Ho! Ho! Ho! Merry Christmas! What has Santa brought you this year? The usual: A preliminary recommendation to freeze Medicare rates for the following year.

It never fails that right before the holidays the Medicare Payment Advisory Commission drops a lump of coal into providers’ stockings. This year, as in previous years, the advisory arm to Congress has suggested providers not receive a Medicare increase for 2011.

It was hardly a surprise when the American Health Care Association issued a statement earlier this week protesting the decision. David Hebert, AHCA’s senior vice president of policy and government relations, called eliminating the market basket for skilled nursing facilities “irrational and irresponsible.”

He pointed out that significant cuts already have been made to Medicare nursing home care through a reduction, which went into effect Oct. 1. Providers estimate it would trim Medicare payments by $16 billion over 10 years. Then, of course, there is the threat that a final healthcare reform bill also could curtail Medicare spending. The House bill would slash Medicare payments to nursing homes by $23.9 billion over 10 years. 

This legislative proposal “is unsustainable in light of both the growing dependence upon Medicare to prop-up Medicaid, and the profession’s ability to withstand such deep cuts,” Alan Rosenbloom, president of the Alliance for Quality Nursing Home Care, noted.

Of course (perhaps as a belated holiday gift), Congress annually opts not to implement MedPAC’s recommendations.

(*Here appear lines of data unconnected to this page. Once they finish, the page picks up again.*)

mod common;

#[cfg(test)]
mod resolver_tests {
    use pretty_assertions::assert_eq;
    use rlox::expr::Expr;
    use rlox::interpreter::Interpreter;
    use rlox::parser::Parser;
    use rlox::resolver::Resolver;
    use rlox::scanner::Scanner;
    use rlox::stmt::Stmt;

    use crate::common::{interpreter, resolve_errors, run_err, warning_messages};

    fn parse(source: &str) -> Vec<Stmt> {
        let tokens = Scanner::new(source).scan_all().unwrap();
        Parser::new(tokens).parse().unwrap()
    }

    fn print_target(stmt: &Stmt) -> &Expr {
        match stmt {
            Stmt::Print(expr) => expr,
            other => panic!("expected a print statement, got {other:?}"),
        }
    }

    fn variable_id(expr: &Expr) -> rlox::expr::ExprId {
        match expr {
            Expr::Variable { id, .. } => *id,
            other => panic!("expected a variable, got {other:?}"),
        }
    }

    #[test]
    fn locals_get_distance_and_declaration_index() {
        let stmts = parse("{ var a = 1; var b = 2; { var c = 3; print b; print c; print a; } }");
        let (mut interp, _, _) = interpreter();

        Resolver::new(&mut interp).resolve(&stmts).unwrap();

        let Stmt::Block(outer) = &stmts[0] else { unreachable!() };
        let Stmt::Block(inner) = &outer[2] else { unreachable!() };

        let addresses: Vec<Option<(usize, usize)>> = inner[1..]
            .iter()
            .map(|s| interp.resolved(variable_id(print_target(s))))
            .collect();

        assert_eq!(addresses, vec![Some((1, 1)), Some((0, 0)), Some((1, 0))]);
    }

    #[test]
    fn top_level_names_stay_global() {
        let stmts = parse("var g = 1; print g;");
        let mut interp = Interpreter::new();

        Resolver::new(&mut interp).resolve(&stmts).unwrap();

        assert_eq!(interp.resolved(variable_id(print_target(&stmts[1]))), None);
    }

    #[test]
    fn parameters_and_body_share_one_scope() {
        let stmts = parse("fun f(a, b) { var c = a; print c; print b; }");
        let (mut interp, _, _) = interpreter();

        Resolver::new(&mut interp).resolve(&stmts).unwrap();

        let Stmt::Function(decl) = &stmts[0] else { unreachable!() };
        let c = interp.resolved(variable_id(print_target(&decl.body[1])));
        let b = interp.resolved(variable_id(print_target(&decl.body[2])));

        assert_eq!(c, Some((0, 2)));
        assert_eq!(b, Some((0, 1)));
    }

    #[test]
    fn reading_a_local_in_its_own_initializer_is_an_error() {
        let (err, _) = run_err("{ var a = 1; { var a = a; print a; } }");

        assert_eq!(
            resolve_errors(&err),
            vec!["Can't read local variable in its own initializer."]
        );
        assert!(err.to_string().contains("[line 1] Error at 'a'"), "{err}");
    }

    #[test]
    fn redeclaring_in_the_same_scope_is_an_error_but_shadowing_is_not() {
        let (err, _) = run_err("{ var a = 1; var a = 2; print a; }");
        assert_eq!(
            resolve_errors(&err),
            vec!["Already a variable with this name in this scope."]
        );

        let (mut interp, out, _) = interpreter();
        interp
            .run("{ var a = 1; { var a = 2; print a; } print a; }")
            .unwrap();
        assert_eq!(out.contents(), "2\n1\n");
    }

    #[test]
    fn top_level_redeclaration_is_allowed() {
        let (mut interp, out, _) = interpreter();

        interp.run("var a = 1; var a = 2; print a;").unwrap();

        assert_eq!(out.contents(), "2\n");
    }

    #[test]
    fn errors_accumulate_across_the_whole_pass() {
        let (err, out) = run_err(
            "print \"before\";
             return 1;
             print this;
             print super.x;",
        );

        assert_eq!(out, "", "nothing runs when resolution fails");
        assert_eq!(
            resolve_errors(&err),
            vec![
                "Can't return from top-level code.",
                "Can't use 'this' outside of a class.",
                "Can't use 'super' outside of a class.",
            ]
        );
    }

    #[test]
    fn super_needs_a_superclass_and_this_is_banned_in_statics() {
        let (err, _) = run_err(
            "class A {
                 m() { return super.m(); }
                 class s() { return this; }
             }",
        );

        assert_eq!(
            resolve_errors(&err),
            vec![
                "Can't use 'super' in a class with no superclass.",
                "Can't use 'this' within a static method.",
            ]
        );
    }

    #[test]
    fn class_cannot_inherit_from_itself() {
        let (err, _) = run_err("class A < A {}");

        assert_eq!(resolve_errors(&err), vec!["A class can't inherit from itself."]);
    }

    #[test]
    fn initializer_cannot_return_a_value_but_may_return_early() {
        let (err, _) = run_err("class A { init() { return 1; } }");
        assert_eq!(
            resolve_errors(&err),
            vec!["Can't return a value from an initializer."]
        );

        let (mut interp, _, _) = interpreter();
        interp.run("class B { init() { return; } }").unwrap();
    }

    #[test]
    fn return_inside_a_lambda_is_allowed() {
        let (mut interp, out, _) = interpreter();

        interp
            .run("var twice = fun (x) { return x * 2; }; print twice(4);")
            .unwrap();

        assert_eq!(out.contents(), "8\n");
    }

    #[test]
    fn unused_locals_warn_in_declaration_order_without_blocking() {
        let (mut interp, out, err) = interpreter();

        let warnings = interp
            .run("var unused_global = 0; { var b = 1; var a = 2; var used = 3; print used; }")
            .unwrap();

        assert_eq!(
            warning_messages(&warnings),
            vec!["Unused variable 'b'.", "Unused variable 'a'."]
        );
        assert_eq!(out.contents(), "3\n");
        assert_eq!(
            err.contents(),
            "[line 1] Warning: Unused variable 'b'.\n[line 1] Warning: Unused variable 'a'.\n"
        );
    }

    #[test]
    fn unused_parameters_warn_with_their_line() {
        let (mut interp, _, _) = interpreter();

        let warnings = interp.run("fun f(a,\n b) { return a; }\nf(1, 2);").unwrap();

        assert_eq!(warnings.len(), 1);
        assert_eq!(warnings[0].to_string(), "[line 2] Warning: Unused variable 'b'.");
    }

    #[test]
    fn trait_arity_mismatch_is_an_error_and_matching_arity_is_clean() {
        let (err, _) = run_err(
            "trait Pair { combine(a, b); }
             class Base { combine(a, b) { return a; } }
             class Broken < Base with Pair { combine(a) { return a; } }",
        );
        let errors = resolve_errors(&err);
        assert_eq!(errors.len(), 1);
        assert!(
            errors[0].starts_with("Trait method 'combine' isn't implemented with correct arity."),
            "{}",
            errors[0]
        );

        let (mut interp, out, _) = interpreter();
        interp
            .run(
                "trait Pair { combine(a, b); }
                 class Fine with Pair { combine(a, b) { return a + b; } }
                 print Fine().combine(1, 2);",
            )
            .unwrap();
        assert_eq!(out.contents(), "3\n");
    }

    #[test]
    fn missing_trait_methods_are_reported_together() {
        let (err, _) = run_err(
            "trait Shape { area(); perimeter(); name(); }
             class Square with Shape { name() { return \"square\"; } }",
        );

        assert_eq!(
            resolve_errors(&err),
            vec!["Trait methods 'area', 'perimeter' not all properly implemented."]
        );
    }

    #[test]
    fn unknown_trait_is_a_static_error() {
        let (err, _) = run_err("class A with Missing {}");

        assert_eq!(resolve_errors(&err), vec!["Undefined trait 'Missing'."]);
    }

    #[test]
    fn trait_signatures_persist_across_runs() {
        let (mut interp, _, _) = interpreter();

        interp.run("trait Greets { greet(); }").unwrap();
        let err = interp.run("class Mute with Greets {}").unwrap_err();

        assert_eq!(
            resolve_errors(&err),
            vec!["Trait methods 'greet' not all properly implemented."]
        );
    }
}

That’s also where healthcare reform could change things—both for the better and worse. On the positive side, a new proposed commission would oversee Medicare and Medicaid. Also, an amendment by Sen. Ron Wyden (D-OR) would require MedPAC to look at Medicaid funding when making recommendations regarding Medicare. Both are acknowledgements of the symbiotic relationship between the two funding sources.

Then again, the final legislation could contain a provision endorsed by President Obama to create an independent Medicare Commission that essentially would be a more powerful MedPAC. That means the new commission, unlike MedPAC currently, would be able to act on the reductions it recommends.

Until such ideas become law, providers are left to spend their holidays without that much-needed gift from Santa—who, of course, is really Uncle Sam. (Ever notice you’ve never seen them both in the same room at the same time?)